Clearly there are human rights concerns in Syria, but banning exports of oil will effectively also ban imports of food, medicine and other humanitarian goods.
The move has been supported by Human Rights Watch, who seem to have forgotten the lessons of the Iraqi sanctions, or perhaps are so wedded to US foreign policy that they don’t care.
Sanctions were applied to Iraq in August 6, 1990, and stayed largely in force until May 2003 and the main commodity sanctioned was, of course, oil. According to the Iraq Liberation Act the sanctions aimed to overthrow the regime of Saddam Hussein.
The precise number of deaths among children due to these sanctions are disputed but according to UNICEF amount to 500,000 children (including sanctions and the collateral effects of war):
“As of 1999 children under 5 years of age are dying at more than twice the rate they were ten years ago.”
UNICEF position on sanctions is that:
UNICEF believes there must be a child impact assessment at the point at which any set of sanctions are applied and most importantly constant monitoring thereafter to gauge the humanitarian impact.
On May 12 1996 on 60 Minutes Madelaine Albright was asked, “We have heard that half a million children have died. I mean, that’s more children than died in Hiroshima. And, you know, is the price worth it?” Madelaine Albright replied “we think the price is worth it.”
Denis Halliday, the UN administrator of the Iraq oil-for-food program, resigned in 1998 to protest the ravages the sanctions were continuing to inflict on Iraqis saying: “We are in the process of destroying an entire country” and denouncing the sanctions as “nothing less than genocide.”
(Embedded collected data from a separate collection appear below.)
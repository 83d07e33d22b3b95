//! Payroll repository trait (port)

use async_trait::async_trait;
use bizdesk_shared::{Page, Pagination};
use chrono::NaiveDate;
use uuid::Uuid;

use crate::domain::{PayrollRun, PayrollStatus};
use crate::error::DomainError;

#[cfg_attr(any(test, feature = "mock"), mockall::automock)]
#[async_trait]
pub trait PayrollRepository: Send + Sync {
    /// Runs without their lines, newest period first.
    async fn list(&self, tenant_id: &Uuid, pagination: Pagination) -> Result<Page<PayrollRun>, DomainError>;
    /// The run with its lines.
    async fn find_by_id(&self, tenant_id: &Uuid, id: &Uuid) -> Result<Option<PayrollRun>, DomainError>;
    /// True when a non-deleted run covers any day of `[start, end]`.
    async fn has_overlapping(
        &self,
        tenant_id: &Uuid,
        start: NaiveDate,
        end: NaiveDate,
    ) -> Result<bool, DomainError>;
    /// Inserts the run and its lines in one transaction.
    async fn create(&self, run: &PayrollRun) -> Result<PayrollRun, DomainError>;
    /// Updates status, approval and delete fields of the run while its
    /// stored status is still `expected`; otherwise fails with `InvalidState`.
    async fn update(&self, run: &PayrollRun, expected: PayrollStatus) -> Result<PayrollRun, DomainError>;
}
In early 200 seventy members of Congress sent a letter to President Clinton including US House Democratic Whip David E Bonior called the economic sanctions against Iraq “infanticide masquerading as policy.”
Update 4th September – On the 3rd of September the European Union formally implemented an oil embargo and fresh sanctions against Syria. EU’s High Representative for foreign policy, Catherine Ashton declared that the ”new restrictive measures are targeted to try and deprive the regime of its financial revenues.”
It is not known if a child impact assessment has been done.